In general, ordinary annuities are most advantageous to a consumer when payments are made. In contrast, when a consumer is collecting payments, an annuity due is most advantageous. Due to inflation and the time value of money, payments on an annuity due have a higher present value than payments on an ordinary annuity.

When a payment is made at the end of a period, this is referred to as an ordinary annuity. When a payment is due at the start of a period, it is referred to as an annuity due. While the difference may appear insignificant, it can have a significant impact on your total savings or debt payments. Keep in mind that an annuity, which is an insurance product rather than an investment, may not be suitable for everyone.

### Conclusion

In a nutshell, because payments are made at the end of a pay period, an ordinary annuity almost always benefits the party making them. This is distinct from an annuity payment, which almost always benefits the party receiving the payments.

## Frequently Asked Questions

## Why is ordinary annuity important?

In a nutshell, because payments are made at the end of a pay period, an ordinary annuity almost always benefits the party making them. This is distinct from an annuity payment, which almost always benefits the party receiving the payments.

## Is ordinary annuity better?

An ordinary annuity is appropriate when a person is making payments, whereas an annuity due is appropriate when a person is receiving payments. The payment made on an annuity due has a higher present value than the regular annuity.

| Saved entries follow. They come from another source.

//! # nimbus-database
//!
//! The Entity Store: the query contract the tree, sharing, and content
//! services are written against ([`store`]), its PostgreSQL implementation
//! ([`repositories`]), and an in-memory implementation used by tests and
//! single-node development.

pub mod connection;
pub mod migration;
pub mod repositories;
pub mod store;

pub use connection::DatabasePool;
pub use store::{Liveness, MemoryStore, NodeFilter, NodeStore, ShareStore, UserDirectory};
//! Core traits defined in `nimbus-core` and implemented by other crates.

pub mod storage;

pub use storage::{ByteStream, GrantMethod, ObjectBody, ObjectMeta, ObjectStore, PresignedGrant, PutOptions};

## What are the differences between an ordinary annuity an annuity due and perpetuity?

Ordinary Annuity: A cash payment or deposit is made once a year. Annuity Due: The cash inflow or outflow occurs at the start. Perpetuity: an annuity that lasts forever. Other annuity types include fixed annuities and variable annuities.

## What is general annuity?

A general annuity is an annuity in which the payments do not correspond to the interest periods. You will see that dealing with general annuities is very simple once an equivalent interest rate is determined, with that equivalent rate compounded as frequently as the payments are made.